As I have mentioned in the past, any commitment to either losing weight or endurance training lifestyle doesn’t have to an “off season”. Making a commitment for your life style is a choice but as you start thinking about your fitness goals for 2012, keep the following in mind:
Nothing is too hard. Whatever you do, avoid putting your body through any high intensity fitness tests early in the year. Some of you will be tempted by the fall season, but unless this is something that you’ve been training for consistently I’d skip that race schedule entirely.
Build up your infrastructure. I like to begin every season with 2-3 weeks of exclusive strength training. This means spending every other day in the weight room, following a program that I developed. Developing this schedule from the beginning helps ensure that I can incorporate this into my schedule once the other workouts are added to the mix.
Try something new. Every year I try to find something new and unusual to add to my training program. You might want to try yoga, new stretching exercises, spinning your bike on rollers, paddles/fins in the pool, etc. These four weeks are the best time to do some experimentation — and you might find something that provides a breakthrough.

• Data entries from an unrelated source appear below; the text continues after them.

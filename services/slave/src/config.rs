//! Slave configuration loading.
//!
//! TOML is the sole config source; no environment variable overrides.
//! Default config path: `/etc/rendezvous-bridge/slave.toml`.
//!
//! # Required fields
//! - `stream.name`
//! - `device.path`

use serde::Deserialize;
use std::path::Path;
use std::time::Duration;

use bridge_proto::Priority;

// ---------------------------------------------------------------------------
// Config types
// ---------------------------------------------------------------------------

#[derive(Debug, Clone)]
pub struct SlaveConfig {
    pub stream_name: String,
    pub broker: BrokerConfig,
    pub device: DeviceConfig,
    pub priority: Priority,
    pub reconnect_interval: Duration,
    pub status_http: StatusHttpConfig,
    pub log_filter: String,
}

#[derive(Debug, Clone)]
pub struct BrokerConfig {
    pub url: String,
}

#[derive(Debug, Clone)]
pub struct DeviceConfig {
    pub path: String,
    pub baud_rate: u32,
    pub reply_timeout: Duration,
    pub read_timeout: Duration,
    pub max_input: Option<i64>,
    pub terminator: Option<String>,
}

#[derive(Debug, Clone)]
pub struct StatusHttpConfig {
    pub bind: String,
}

// ---------------------------------------------------------------------------
// Raw TOML deserialization types
// ---------------------------------------------------------------------------

#[derive(Debug, Deserialize)]
struct RawConfig {
    stream: Option<RawStreamConfig>,
    broker: Option<RawBrokerConfig>,
    device: Option<RawDeviceConfig>,
    priority: Option<String>,
    reconnect_interval_ms: Option<u64>,
    status_http: Option<RawStatusHttpConfig>,
    log_filter: Option<String>,
}

#[derive(Debug, Deserialize)]
struct RawStreamConfig {
    name: Option<String>,
}

#[derive(Debug, Deserialize)]
struct RawBrokerConfig {
    url: Option<String>,
}

#[derive(Debug, Deserialize)]
struct RawDeviceConfig {
    path: Option<String>,
    baud_rate: Option<u32>,
    reply_timeout_ms: Option<u64>,
    read_timeout_ms: Option<u64>,
    max_input: Option<i64>,
    terminator: Option<String>,
}

#[derive(Debug, Deserialize)]
struct RawStatusHttpConfig {
    bind: Option<String>,
}

// ---------------------------------------------------------------------------
// Public API
// ---------------------------------------------------------------------------

pub fn load_config_from_path(path: &Path) -> Result<SlaveConfig, ConfigError> {
    let toml_str = std::fs::read_to_string(path)
        .map_err(|e| ConfigError::Io(format!("reading config file '{}': {}", path.display(), e)))?;
    load_config_from_str(&toml_str)
}

pub fn load_config() -> Result<SlaveConfig, ConfigError> {
    load_config_from_path(Path::new("/etc/rendezvous-bridge/slave.toml"))
}

pub fn load_config_from_str(toml_str: &str) -> Result<SlaveConfig, ConfigError> {
    let raw: RawConfig = toml::from_str(toml_str).map_err(|e| ConfigError::Parse(e.to_string()))?;

    let stream_name = raw
        .stream
        .and_then(|s| s.name)
        .ok_or_else(|| ConfigError::MissingField("stream.name".to_owned()))?;

    let broker = BrokerConfig {
        url: raw
            .broker
            .and_then(|b| b.url)
            .unwrap_or_else(|| "redis://127.0.0.1:6379/0".to_owned()),
    };

    let raw_device = raw
        .device
        .ok_or_else(|| ConfigError::MissingField("device".to_owned()))?;
    let path = raw_device
        .path
        .ok_or_else(|| ConfigError::MissingField("device.path".to_owned()))?;
    let device = DeviceConfig {
        path,
        baud_rate: raw_device.baud_rate.unwrap_or(9600),
        reply_timeout: Duration::from_millis(raw_device.reply_timeout_ms.unwrap_or(1_250)),
        read_timeout: Duration::from_millis(raw_device.read_timeout_ms.unwrap_or(500)),
        max_input: raw_device.max_input,
        terminator: raw_device.terminator,
    };

    let priority_text = raw.priority.unwrap_or_else(|| "low".to_owned());
    let priority = priority_text
        .parse()
        .map_err(|_| ConfigError::InvalidValue(format!("priority must be \"high\" or \"low\", got \"{priority_text}\"")))?;

    let status_http = StatusHttpConfig {
        bind: raw
            .status_http
            .and_then(|s| s.bind)
            .unwrap_or_else(|| "127.0.0.1:8081".to_owned()),
    };

    Ok(SlaveConfig {
        stream_name,
        broker,
        device,
        priority,
        reconnect_interval: Duration::from_millis(raw.reconnect_interval_ms.unwrap_or(30_000)),
        status_http,
        log_filter: raw.log_filter.unwrap_or_else(|| "info".to_owned()),
    })
}

// ---------------------------------------------------------------------------
// Error type
// ---------------------------------------------------------------------------

#[derive(Debug)]
pub enum ConfigError {
    Io(String),
    Parse(String),
    MissingField(String),
    InvalidValue(String),
}

impl std::fmt::Display for ConfigError {
    fn fmt(&self, f: &mut std::fmt::Formatter<'_>) -> std::fmt::Result {
        match self {
            ConfigError::Io(s) => write!(f, "IO error: {s}"),
            ConfigError::Parse(s) => write!(f, "Parse error: {s}"),
            ConfigError::MissingField(s) => write!(f, "Missing required field: {s}"),
            ConfigError::InvalidValue(s) => write!(f, "Invalid config value: {s}"),
        }
    }
}

impl std::error::Error for ConfigError {}

#[cfg(test)]
mod tests {
    use super::*;

    #[test]
    fn loads_minimal_config_with_defaults() {
        let cfg = load_config_from_str(
            r#"
            [stream]
            name = "analyzer1"

            [device]
            path = "/dev/ttyUSB0"
            "#,
        )
        .unwrap();
        assert_eq!(cfg.stream_name, "analyzer1");
        assert_eq!(cfg.device.path, "/dev/ttyUSB0");
        assert_eq!(cfg.device.baud_rate, 9600);
        assert_eq!(cfg.device.reply_timeout, Duration::from_millis(1_250));
        assert_eq!(cfg.device.read_timeout, Duration::from_millis(500));
        assert_eq!(cfg.priority, Priority::Low);
        assert_eq!(cfg.reconnect_interval, Duration::from_secs(30));
    }

    #[test]
    fn rejects_missing_device_path() {
        let err = load_config_from_str(
            r#"
            [stream]
            name = "s"

            [device]
            baud_rate = 115200
            "#,
        )
        .unwrap_err();
        assert!(matches!(err, ConfigError::MissingField(_)));
    }

    #[test]
    fn parses_high_priority() {
        let cfg = load_config_from_str(
            r#"
            stream = { name = "s" }
            priority = "high"

            [device]
            path = "/dev/ttyUSB1"
            "#,
        )
        .unwrap();
        assert_eq!(cfg.priority, Priority::High);
    }

    #[test]
    fn rejects_unknown_priority() {
        let err = load_config_from_str(
            r#"
            stream = { name = "s" }
            priority = "medium"

            [device]
            path = "/dev/ttyUSB1"
            "#,
        )
        .unwrap_err();
        assert!(matches!(err, ConfigError::InvalidValue(_)));
    }
}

Work on your weakest activity. This is a unique time of year when you can spend a complete month working on the one sport that has been your weaklink
And finally, it’s always good to have a solid sense of self-awareness before you begin a new season. Renewing a sense of what’s important to you as a person and an athlete, what your short and long term goals are in this sport, and what kind of commitment you are prepared to make to achieve those goals all help you gain a positive perspective on what you’re about to undertake.
Training times will gradually increase throughout the preseason and you’ll be ready for higher intensity training and racing when the competition starts. You’ll also notice that the warmer weather will help your body “wake up” to the additional challenges ahead. The renewed focus should also serve to help you stay sharp as the season winds down toward your key race. Stay consistent, monitor your body for signs of overtraining — be proactive!
And the two most important tip: Have fun! Hike, Walk, Bike, Run, Swim…crawl, doesn’t matter just do something healthy!